[Given data — start]
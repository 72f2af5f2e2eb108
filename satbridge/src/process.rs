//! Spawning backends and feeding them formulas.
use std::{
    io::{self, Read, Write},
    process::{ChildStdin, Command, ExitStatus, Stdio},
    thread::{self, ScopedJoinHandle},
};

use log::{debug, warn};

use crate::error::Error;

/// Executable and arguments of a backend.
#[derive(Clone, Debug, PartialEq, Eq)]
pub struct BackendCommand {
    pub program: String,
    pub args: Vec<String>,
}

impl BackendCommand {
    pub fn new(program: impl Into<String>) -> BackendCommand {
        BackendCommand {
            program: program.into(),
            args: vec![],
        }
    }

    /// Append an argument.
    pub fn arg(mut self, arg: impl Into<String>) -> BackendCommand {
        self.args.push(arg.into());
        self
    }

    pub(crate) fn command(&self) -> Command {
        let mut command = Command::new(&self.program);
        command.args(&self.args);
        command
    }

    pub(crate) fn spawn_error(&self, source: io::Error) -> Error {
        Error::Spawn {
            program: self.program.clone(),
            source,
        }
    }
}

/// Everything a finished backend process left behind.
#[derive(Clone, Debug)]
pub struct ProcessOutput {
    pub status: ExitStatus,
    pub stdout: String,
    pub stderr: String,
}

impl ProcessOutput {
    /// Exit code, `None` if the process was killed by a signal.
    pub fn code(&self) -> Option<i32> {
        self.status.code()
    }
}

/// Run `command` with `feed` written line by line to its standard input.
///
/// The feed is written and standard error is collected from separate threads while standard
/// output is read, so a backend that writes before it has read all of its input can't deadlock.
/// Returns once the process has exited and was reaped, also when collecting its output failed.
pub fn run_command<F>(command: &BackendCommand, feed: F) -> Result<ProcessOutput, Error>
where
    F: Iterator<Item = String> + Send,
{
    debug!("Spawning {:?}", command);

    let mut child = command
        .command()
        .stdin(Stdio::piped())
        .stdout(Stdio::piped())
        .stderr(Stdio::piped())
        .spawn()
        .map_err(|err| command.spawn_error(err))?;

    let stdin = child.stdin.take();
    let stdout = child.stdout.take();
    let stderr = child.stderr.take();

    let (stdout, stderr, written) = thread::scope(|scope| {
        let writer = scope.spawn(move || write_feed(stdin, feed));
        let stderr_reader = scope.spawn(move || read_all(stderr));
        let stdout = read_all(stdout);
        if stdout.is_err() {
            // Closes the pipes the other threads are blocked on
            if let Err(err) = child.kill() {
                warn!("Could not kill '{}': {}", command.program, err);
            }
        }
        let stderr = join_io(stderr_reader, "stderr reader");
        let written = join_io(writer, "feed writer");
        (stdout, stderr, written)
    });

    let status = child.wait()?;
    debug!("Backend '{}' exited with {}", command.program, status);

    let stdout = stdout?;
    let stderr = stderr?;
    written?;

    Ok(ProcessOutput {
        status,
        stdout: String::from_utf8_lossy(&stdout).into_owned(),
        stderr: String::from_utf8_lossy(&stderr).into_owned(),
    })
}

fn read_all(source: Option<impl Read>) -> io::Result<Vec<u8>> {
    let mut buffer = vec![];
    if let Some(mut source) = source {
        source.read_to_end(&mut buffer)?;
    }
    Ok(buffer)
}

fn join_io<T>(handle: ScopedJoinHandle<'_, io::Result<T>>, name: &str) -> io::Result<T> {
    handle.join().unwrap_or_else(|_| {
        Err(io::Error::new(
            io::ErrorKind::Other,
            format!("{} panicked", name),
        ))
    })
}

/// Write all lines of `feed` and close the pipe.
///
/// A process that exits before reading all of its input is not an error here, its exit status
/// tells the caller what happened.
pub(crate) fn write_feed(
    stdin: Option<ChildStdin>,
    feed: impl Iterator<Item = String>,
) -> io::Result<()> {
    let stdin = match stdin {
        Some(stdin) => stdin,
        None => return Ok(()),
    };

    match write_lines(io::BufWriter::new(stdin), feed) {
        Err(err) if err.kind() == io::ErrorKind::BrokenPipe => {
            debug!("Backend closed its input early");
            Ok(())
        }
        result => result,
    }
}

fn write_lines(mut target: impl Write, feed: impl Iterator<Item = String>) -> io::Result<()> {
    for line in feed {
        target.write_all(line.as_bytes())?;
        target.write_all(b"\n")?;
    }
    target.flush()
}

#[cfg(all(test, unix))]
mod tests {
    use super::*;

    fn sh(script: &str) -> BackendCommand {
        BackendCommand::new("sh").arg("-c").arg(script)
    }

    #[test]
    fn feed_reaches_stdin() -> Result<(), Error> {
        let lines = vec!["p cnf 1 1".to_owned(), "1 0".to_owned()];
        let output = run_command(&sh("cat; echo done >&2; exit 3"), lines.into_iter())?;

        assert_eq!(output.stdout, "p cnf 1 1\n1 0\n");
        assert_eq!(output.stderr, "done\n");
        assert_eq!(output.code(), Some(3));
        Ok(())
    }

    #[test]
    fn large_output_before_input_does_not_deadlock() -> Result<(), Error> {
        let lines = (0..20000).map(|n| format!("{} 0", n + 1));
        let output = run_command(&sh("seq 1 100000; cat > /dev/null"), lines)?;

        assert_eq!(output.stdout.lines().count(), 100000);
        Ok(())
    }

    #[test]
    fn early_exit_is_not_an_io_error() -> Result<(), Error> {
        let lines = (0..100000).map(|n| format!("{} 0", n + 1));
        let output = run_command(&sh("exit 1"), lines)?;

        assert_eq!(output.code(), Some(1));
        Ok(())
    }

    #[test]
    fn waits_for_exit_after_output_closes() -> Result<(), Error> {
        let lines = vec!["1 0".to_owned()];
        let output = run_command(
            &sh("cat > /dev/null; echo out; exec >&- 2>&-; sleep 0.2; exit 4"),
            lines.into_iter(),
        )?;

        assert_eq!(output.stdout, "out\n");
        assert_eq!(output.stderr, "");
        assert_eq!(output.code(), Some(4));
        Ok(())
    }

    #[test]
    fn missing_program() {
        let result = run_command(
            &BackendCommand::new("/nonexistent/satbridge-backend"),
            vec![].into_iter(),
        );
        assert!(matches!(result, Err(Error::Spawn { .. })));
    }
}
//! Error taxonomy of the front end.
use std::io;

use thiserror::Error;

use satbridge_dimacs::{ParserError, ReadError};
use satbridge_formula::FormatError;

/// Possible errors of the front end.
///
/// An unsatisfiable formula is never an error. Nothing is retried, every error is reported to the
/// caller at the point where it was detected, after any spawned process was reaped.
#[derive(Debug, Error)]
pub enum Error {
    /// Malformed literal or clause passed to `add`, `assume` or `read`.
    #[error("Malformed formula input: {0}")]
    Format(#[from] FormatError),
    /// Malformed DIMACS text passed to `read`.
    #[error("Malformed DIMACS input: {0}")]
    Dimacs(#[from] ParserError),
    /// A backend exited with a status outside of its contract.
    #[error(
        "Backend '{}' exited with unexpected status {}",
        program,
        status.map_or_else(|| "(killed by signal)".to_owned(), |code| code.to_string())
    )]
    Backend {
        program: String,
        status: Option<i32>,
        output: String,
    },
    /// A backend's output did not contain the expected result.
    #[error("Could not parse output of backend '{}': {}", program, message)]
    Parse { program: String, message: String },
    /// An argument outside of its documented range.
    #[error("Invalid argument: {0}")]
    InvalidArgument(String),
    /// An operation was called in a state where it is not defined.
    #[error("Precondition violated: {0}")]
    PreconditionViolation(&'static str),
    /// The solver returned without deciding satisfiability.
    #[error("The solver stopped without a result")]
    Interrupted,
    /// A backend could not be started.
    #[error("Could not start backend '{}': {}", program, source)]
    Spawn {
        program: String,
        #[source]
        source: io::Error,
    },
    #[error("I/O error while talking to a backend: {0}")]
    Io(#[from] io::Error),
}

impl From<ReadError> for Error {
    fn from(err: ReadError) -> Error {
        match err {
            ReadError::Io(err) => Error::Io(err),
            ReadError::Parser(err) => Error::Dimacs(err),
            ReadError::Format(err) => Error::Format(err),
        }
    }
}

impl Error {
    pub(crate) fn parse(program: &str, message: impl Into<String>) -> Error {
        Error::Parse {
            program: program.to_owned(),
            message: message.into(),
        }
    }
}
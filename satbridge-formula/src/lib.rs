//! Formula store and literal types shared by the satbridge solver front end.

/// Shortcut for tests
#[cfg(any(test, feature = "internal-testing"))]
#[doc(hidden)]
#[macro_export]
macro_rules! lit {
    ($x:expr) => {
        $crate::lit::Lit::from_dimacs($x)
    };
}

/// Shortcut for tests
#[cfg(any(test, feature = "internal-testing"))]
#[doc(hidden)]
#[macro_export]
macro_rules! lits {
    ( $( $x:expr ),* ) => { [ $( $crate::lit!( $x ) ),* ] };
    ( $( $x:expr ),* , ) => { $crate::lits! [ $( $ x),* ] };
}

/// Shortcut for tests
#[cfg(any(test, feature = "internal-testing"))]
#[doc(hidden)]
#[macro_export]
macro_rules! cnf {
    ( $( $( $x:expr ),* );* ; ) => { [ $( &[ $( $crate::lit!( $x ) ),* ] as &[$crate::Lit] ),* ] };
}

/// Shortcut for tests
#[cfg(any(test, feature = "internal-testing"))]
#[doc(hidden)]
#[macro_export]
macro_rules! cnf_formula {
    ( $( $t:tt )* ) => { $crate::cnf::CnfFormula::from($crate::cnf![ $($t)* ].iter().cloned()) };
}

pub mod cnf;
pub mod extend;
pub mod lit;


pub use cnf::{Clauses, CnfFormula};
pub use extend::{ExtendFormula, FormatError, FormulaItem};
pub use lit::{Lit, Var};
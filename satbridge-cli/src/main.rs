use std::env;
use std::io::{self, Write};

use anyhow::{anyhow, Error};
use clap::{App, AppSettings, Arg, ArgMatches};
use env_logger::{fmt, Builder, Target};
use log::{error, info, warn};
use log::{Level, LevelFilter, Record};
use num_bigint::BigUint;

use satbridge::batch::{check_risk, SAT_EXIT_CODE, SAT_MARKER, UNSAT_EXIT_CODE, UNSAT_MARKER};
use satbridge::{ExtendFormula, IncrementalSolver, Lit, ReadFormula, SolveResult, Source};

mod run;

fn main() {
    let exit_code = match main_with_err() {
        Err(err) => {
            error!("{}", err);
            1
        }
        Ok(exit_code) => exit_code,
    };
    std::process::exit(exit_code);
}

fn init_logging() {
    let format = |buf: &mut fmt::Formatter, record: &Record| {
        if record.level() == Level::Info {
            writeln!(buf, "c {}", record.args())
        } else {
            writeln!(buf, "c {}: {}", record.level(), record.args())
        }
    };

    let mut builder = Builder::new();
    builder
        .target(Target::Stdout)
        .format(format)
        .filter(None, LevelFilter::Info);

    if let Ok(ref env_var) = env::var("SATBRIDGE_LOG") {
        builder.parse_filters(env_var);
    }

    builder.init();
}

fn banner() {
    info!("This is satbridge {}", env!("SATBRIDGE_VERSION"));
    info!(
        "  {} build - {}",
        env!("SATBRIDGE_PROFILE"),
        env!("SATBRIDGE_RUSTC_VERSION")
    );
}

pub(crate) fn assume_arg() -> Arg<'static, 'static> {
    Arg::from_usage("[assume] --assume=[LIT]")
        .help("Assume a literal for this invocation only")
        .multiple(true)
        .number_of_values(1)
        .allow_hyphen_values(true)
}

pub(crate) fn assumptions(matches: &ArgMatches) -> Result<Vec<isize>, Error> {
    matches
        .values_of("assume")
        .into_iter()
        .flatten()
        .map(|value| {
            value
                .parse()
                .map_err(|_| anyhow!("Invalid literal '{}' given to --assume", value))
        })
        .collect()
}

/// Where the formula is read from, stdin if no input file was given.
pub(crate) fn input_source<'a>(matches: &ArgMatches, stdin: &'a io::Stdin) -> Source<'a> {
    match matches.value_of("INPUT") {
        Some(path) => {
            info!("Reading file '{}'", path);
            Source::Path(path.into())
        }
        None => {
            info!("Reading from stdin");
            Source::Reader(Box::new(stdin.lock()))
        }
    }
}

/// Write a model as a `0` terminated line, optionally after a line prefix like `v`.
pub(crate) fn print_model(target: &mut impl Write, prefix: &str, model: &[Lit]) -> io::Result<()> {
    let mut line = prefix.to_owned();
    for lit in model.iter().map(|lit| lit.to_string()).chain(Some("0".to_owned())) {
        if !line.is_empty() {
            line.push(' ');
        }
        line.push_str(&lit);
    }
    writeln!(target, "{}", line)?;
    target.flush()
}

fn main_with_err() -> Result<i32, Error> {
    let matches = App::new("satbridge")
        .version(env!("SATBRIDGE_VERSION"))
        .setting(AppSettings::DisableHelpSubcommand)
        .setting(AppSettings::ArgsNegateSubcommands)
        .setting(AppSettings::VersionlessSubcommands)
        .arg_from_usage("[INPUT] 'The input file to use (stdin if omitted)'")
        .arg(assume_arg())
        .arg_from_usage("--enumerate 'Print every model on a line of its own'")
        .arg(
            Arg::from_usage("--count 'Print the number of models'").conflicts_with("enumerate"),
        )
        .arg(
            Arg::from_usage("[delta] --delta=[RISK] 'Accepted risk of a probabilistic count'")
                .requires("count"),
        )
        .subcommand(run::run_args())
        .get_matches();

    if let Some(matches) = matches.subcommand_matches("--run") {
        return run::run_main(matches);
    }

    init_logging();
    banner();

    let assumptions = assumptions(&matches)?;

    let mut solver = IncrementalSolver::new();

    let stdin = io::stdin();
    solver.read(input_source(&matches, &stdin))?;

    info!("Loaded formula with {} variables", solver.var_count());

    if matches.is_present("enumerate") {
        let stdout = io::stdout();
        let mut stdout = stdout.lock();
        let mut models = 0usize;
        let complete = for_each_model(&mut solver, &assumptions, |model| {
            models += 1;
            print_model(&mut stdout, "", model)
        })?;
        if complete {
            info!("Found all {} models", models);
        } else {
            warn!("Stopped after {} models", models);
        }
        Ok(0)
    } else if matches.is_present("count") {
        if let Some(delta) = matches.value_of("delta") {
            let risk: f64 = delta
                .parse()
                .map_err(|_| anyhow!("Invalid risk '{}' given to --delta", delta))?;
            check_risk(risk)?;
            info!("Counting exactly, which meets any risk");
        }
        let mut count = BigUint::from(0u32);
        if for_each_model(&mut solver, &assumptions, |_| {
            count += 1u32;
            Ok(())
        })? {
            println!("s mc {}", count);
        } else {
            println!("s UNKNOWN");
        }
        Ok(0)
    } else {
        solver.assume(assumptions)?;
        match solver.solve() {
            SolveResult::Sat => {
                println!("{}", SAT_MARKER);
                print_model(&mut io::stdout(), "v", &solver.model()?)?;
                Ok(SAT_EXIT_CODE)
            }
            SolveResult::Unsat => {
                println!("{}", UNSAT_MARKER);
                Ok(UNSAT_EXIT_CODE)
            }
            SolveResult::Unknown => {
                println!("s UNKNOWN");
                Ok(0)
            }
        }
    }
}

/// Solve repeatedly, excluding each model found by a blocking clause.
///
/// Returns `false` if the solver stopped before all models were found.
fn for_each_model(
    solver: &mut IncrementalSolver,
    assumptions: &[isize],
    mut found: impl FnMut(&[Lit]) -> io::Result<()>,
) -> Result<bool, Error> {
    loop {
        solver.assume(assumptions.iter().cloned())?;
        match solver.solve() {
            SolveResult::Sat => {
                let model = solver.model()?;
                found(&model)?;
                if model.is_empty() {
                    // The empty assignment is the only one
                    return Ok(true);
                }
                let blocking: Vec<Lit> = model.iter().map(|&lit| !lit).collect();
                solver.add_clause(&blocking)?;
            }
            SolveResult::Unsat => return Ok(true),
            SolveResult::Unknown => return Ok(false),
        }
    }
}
[Given data — finish]
* _What you need to do_:
From the entries above, restate word for word the lines from the line containing "for lit in model.iter().map(|lit|" to the line containing "every model on", both ends included, and nothing more.

* _Completed exercise_:
    for lit in model.iter().map(|lit| lit.to_string()).chain(Some("0".to_owned())) {
        if !line.is_empty() {
            line.push(' ');
        }
        line.push_str(&lit);
    }
    writeln!(target, "{}", line)?;
    target.flush()
}

fn main_with_err() -> Result<i32, Error> {
    let matches = App::new("satbridge")
        .version(env!("SATBRIDGE_VERSION"))
        .setting(AppSettings::DisableHelpSubcommand)
        .setting(AppSettings::ArgsNegateSubcommands)
        .setting(AppSettings::VersionlessSubcommands)
        .arg_from_usage("[INPUT] 'The input file to use (stdin if omitted)'")
        .arg(assume_arg())
        .arg_from_usage("--enumerate 'Print every model on a line of its own'")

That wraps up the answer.